- _TASK DIRECTIONS_
Once the line containing "fn fmt(&self, f: &mut" is found in the records below, return it and each following line exactly, up to and including the line containing "let (addr_str, query)", and nothing else.

──────── DATA RECORDS

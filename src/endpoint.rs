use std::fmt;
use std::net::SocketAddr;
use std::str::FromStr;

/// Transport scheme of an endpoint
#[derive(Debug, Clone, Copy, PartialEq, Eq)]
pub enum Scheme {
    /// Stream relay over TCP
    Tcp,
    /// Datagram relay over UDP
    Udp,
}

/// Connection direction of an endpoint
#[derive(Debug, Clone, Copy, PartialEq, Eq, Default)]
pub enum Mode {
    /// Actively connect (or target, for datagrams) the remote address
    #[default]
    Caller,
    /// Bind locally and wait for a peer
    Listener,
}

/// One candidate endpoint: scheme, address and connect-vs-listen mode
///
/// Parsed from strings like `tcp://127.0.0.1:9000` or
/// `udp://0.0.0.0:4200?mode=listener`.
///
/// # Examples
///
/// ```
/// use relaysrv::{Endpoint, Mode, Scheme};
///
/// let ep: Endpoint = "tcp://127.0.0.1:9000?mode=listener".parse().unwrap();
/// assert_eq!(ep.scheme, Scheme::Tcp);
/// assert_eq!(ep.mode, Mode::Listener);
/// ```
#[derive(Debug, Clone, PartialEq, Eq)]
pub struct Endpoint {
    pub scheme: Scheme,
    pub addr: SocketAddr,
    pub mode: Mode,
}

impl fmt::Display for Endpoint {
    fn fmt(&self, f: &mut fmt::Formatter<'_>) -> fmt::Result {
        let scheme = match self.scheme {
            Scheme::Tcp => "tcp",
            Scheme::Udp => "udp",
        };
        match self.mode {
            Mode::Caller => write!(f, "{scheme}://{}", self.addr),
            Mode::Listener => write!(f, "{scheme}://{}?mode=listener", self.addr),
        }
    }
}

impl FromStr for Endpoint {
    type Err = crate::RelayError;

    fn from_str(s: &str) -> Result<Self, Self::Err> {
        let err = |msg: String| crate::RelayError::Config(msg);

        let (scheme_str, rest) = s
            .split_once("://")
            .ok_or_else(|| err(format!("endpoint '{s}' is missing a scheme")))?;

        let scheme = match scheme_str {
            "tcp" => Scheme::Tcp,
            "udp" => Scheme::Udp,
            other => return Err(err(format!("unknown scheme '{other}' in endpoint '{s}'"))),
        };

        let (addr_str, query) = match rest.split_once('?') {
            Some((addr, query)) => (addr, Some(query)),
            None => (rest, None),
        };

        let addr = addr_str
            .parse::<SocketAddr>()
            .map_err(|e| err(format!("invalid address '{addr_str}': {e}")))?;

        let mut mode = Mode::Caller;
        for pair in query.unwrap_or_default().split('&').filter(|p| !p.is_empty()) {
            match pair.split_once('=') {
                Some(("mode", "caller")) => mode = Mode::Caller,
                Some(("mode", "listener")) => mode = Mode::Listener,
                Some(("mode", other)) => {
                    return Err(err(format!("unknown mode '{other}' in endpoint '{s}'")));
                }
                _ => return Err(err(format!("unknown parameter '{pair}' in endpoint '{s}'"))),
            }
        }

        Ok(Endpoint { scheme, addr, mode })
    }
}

────────────────
──────── DATA RECORDS

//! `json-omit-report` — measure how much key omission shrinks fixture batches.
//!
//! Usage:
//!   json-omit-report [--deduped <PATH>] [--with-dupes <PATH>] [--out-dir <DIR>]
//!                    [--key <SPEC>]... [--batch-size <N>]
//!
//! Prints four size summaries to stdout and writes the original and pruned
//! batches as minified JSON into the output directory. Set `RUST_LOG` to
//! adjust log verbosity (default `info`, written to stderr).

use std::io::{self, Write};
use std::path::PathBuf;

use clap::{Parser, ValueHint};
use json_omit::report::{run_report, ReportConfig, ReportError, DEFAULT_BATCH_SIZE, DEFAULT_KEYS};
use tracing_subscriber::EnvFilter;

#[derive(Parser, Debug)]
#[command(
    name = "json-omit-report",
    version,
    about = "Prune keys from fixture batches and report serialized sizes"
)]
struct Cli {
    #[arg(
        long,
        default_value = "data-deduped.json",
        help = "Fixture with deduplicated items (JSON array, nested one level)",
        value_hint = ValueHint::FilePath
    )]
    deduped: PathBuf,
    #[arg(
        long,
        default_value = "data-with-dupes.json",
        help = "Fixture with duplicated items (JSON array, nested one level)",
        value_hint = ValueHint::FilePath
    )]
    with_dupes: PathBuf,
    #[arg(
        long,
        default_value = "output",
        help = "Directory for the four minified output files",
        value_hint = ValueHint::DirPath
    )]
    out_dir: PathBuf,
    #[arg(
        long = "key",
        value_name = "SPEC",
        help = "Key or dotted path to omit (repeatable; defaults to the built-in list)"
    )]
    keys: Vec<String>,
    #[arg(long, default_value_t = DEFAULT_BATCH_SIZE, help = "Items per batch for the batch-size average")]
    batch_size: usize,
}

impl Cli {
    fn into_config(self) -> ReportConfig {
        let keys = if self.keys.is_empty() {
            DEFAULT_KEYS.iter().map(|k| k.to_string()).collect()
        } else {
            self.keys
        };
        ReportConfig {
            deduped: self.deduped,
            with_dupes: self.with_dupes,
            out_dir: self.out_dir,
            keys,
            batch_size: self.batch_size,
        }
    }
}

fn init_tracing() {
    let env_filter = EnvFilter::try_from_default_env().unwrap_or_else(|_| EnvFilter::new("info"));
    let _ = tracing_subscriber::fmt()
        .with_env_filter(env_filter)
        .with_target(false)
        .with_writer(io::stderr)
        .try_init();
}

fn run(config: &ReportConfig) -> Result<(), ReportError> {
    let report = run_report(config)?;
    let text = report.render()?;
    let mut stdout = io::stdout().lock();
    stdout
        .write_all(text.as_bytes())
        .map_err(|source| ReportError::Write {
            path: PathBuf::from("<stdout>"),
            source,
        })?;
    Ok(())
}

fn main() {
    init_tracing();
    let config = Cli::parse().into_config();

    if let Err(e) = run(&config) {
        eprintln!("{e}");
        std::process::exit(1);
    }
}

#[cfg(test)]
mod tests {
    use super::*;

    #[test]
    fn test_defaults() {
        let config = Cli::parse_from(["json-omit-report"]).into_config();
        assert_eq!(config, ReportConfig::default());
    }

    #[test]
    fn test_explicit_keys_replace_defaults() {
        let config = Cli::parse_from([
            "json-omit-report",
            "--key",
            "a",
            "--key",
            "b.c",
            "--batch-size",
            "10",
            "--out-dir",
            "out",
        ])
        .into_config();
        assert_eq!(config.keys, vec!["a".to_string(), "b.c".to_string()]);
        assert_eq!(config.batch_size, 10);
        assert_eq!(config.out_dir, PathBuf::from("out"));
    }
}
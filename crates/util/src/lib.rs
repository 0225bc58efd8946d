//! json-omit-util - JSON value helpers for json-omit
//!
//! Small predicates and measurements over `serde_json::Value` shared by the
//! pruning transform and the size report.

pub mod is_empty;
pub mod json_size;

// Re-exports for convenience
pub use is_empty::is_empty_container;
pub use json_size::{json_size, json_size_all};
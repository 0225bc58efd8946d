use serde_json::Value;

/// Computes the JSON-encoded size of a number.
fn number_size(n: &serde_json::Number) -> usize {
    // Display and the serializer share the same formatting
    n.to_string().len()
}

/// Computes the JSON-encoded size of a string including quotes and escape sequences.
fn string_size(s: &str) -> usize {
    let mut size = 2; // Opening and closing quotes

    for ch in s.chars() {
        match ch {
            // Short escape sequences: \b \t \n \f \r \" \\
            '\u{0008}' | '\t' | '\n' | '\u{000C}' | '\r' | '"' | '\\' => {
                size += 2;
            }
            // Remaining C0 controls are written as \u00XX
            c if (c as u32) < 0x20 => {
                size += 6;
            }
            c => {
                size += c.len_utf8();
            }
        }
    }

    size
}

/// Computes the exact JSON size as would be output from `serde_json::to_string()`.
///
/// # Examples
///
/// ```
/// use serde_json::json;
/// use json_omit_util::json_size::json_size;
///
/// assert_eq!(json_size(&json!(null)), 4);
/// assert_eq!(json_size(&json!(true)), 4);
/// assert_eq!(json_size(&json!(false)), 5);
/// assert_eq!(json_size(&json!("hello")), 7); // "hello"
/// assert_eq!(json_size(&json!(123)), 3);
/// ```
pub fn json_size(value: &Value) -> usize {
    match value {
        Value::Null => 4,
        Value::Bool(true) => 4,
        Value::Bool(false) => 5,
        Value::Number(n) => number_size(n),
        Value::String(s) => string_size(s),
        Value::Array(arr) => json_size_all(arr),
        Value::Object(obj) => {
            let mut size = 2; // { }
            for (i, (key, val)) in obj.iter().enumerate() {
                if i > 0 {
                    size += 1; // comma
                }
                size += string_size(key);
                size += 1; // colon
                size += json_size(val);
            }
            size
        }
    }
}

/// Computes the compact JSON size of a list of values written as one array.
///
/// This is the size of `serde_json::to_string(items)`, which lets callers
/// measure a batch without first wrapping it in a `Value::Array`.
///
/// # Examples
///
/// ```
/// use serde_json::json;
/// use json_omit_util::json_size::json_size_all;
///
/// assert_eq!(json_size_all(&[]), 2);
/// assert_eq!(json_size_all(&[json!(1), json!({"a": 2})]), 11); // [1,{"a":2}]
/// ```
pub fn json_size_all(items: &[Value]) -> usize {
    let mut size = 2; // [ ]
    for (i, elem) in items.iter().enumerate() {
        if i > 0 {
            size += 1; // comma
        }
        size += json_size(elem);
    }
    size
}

────────────────
──────── DATA RECORDS

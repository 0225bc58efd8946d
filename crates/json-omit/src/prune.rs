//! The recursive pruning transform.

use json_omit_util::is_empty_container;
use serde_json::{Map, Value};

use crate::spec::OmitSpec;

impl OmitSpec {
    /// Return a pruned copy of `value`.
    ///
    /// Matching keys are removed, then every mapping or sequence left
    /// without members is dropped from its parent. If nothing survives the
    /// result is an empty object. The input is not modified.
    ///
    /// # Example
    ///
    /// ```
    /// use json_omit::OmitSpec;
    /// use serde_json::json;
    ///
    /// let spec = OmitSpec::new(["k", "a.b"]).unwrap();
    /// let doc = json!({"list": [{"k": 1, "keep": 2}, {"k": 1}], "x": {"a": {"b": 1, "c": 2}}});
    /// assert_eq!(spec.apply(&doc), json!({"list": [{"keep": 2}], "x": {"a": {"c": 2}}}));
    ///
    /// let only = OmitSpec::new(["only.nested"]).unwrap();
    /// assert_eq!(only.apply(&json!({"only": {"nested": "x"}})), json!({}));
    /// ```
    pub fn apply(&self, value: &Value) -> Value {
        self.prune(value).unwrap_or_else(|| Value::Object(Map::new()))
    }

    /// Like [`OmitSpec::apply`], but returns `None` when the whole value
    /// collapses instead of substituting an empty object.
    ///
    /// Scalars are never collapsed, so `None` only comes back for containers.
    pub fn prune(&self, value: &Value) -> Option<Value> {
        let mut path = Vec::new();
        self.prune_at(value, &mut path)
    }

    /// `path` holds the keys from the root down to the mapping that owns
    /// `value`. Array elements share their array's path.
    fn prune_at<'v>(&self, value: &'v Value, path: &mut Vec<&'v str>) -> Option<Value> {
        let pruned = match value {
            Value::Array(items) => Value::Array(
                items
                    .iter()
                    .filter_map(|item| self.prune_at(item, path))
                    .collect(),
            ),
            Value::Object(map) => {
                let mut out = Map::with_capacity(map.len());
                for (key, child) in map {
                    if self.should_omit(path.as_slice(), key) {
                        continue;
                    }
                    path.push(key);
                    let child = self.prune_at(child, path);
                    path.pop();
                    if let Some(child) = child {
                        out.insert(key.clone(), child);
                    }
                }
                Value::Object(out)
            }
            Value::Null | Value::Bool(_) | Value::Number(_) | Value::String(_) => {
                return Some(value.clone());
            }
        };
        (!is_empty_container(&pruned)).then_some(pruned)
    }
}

────────────────

- _ANSWER TO THE EXERCISE_
    fn fmt(&self, f: &mut fmt::Formatter<'_>) -> fmt::Result {
        let scheme = match self.scheme {
            Scheme::Tcp => "tcp",
            Scheme::Udp => "udp",
        };
        match self.mode {
            Mode::Caller => write!(f, "{scheme}://{}", self.addr),
            Mode::Listener => write!(f, "{scheme}://{}?mode=listener", self.addr),
        }
    }
}

impl FromStr for Endpoint {
    type Err = crate::RelayError;

    fn from_str(s: &str) -> Result<Self, Self::Err> {
        let err = |msg: String| crate::RelayError::Config(msg);

        let (scheme_str, rest) = s
            .split_once("://")
            .ok_or_else(|| err(format!("endpoint '{s}' is missing a scheme")))?;

        let scheme = match scheme_str {
            "tcp" => Scheme::Tcp,
            "udp" => Scheme::Udp,
            other => return Err(err(format!("unknown scheme '{other}' in endpoint '{s}'"))),
        };

        let (addr_str, query) = match rest.split_once('?') {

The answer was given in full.